[Stored items]
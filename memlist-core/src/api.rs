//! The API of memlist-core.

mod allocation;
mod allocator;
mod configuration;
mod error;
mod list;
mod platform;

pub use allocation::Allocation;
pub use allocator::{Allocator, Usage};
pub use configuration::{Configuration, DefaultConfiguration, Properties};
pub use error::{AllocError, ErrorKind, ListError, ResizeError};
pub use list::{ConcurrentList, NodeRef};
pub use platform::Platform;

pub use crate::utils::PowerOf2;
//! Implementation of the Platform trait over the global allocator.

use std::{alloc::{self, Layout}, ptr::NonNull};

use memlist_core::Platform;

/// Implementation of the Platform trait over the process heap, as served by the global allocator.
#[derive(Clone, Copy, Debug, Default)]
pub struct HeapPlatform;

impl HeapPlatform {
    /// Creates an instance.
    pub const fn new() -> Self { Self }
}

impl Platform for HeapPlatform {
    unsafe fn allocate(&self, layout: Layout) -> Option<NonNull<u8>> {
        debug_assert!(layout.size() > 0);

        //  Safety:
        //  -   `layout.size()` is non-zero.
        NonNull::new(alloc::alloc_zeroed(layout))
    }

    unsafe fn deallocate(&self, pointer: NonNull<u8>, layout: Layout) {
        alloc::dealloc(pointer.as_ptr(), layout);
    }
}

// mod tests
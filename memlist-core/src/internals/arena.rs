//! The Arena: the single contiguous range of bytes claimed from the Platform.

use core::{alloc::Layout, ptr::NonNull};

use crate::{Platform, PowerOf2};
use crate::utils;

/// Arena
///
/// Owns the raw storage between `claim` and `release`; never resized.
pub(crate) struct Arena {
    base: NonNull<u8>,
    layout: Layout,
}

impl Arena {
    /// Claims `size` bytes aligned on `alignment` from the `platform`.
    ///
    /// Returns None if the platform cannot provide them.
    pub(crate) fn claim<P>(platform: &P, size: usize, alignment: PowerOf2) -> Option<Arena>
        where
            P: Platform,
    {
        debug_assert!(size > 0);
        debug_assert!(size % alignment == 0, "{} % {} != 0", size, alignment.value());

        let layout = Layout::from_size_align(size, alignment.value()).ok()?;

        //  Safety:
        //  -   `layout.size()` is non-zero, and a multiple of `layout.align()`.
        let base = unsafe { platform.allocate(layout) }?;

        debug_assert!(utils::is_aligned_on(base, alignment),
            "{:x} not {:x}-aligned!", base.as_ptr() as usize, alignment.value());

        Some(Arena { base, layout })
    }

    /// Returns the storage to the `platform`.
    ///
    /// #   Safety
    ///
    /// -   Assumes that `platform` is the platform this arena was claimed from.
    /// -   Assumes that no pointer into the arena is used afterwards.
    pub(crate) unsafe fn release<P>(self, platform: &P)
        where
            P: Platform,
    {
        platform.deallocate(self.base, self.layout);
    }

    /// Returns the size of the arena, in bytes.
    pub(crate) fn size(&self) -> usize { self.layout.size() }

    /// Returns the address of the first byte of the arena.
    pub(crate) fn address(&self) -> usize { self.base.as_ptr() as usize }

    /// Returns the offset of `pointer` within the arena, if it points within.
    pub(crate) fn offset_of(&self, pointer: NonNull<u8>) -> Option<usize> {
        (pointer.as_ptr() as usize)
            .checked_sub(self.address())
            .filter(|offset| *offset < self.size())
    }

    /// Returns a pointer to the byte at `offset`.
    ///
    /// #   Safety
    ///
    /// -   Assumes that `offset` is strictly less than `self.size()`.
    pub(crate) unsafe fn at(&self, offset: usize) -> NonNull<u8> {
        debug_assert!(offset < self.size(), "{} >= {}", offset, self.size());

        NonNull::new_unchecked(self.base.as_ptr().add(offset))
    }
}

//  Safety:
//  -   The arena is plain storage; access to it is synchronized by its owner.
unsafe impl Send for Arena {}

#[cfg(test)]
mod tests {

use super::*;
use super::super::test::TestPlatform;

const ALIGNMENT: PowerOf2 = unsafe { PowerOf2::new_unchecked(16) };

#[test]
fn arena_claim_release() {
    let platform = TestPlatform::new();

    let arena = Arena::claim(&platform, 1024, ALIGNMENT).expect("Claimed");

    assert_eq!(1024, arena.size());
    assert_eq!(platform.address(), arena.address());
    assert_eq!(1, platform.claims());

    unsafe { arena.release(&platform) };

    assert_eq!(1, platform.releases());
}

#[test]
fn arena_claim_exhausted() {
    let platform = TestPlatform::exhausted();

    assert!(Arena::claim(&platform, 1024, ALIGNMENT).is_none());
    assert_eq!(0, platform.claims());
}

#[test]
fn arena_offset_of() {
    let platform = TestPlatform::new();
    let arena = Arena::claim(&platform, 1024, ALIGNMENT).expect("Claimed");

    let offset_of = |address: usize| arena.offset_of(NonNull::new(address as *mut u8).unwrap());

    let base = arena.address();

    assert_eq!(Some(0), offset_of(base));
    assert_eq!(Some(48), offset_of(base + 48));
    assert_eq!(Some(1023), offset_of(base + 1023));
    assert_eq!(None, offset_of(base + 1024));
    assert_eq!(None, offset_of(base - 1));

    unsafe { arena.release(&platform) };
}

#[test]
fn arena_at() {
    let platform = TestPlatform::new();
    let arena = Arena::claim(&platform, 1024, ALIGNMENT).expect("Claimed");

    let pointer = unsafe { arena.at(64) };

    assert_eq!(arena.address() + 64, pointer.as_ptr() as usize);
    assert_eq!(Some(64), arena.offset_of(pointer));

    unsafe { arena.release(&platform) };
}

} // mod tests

Task instructions: Return word for word the lines above from the line with "is strictly less" to the line with "use super::super::test::TestPlatform;", including both and leaving out all others.

Response for this exercise:
    /// -   Assumes that `offset` is strictly less than `self.size()`.
    pub(crate) unsafe fn at(&self, offset: usize) -> NonNull<u8> {
        debug_assert!(offset < self.size(), "{} >= {}", offset, self.size());

        NonNull::new_unchecked(self.base.as_ptr().add(offset))
    }
}

//  Safety:
//  -   The arena is plain storage; access to it is synchronized by its owner.
unsafe impl Send for Arena {}

#[cfg(test)]
mod tests {

use super::*;
use super::super::test::TestPlatform;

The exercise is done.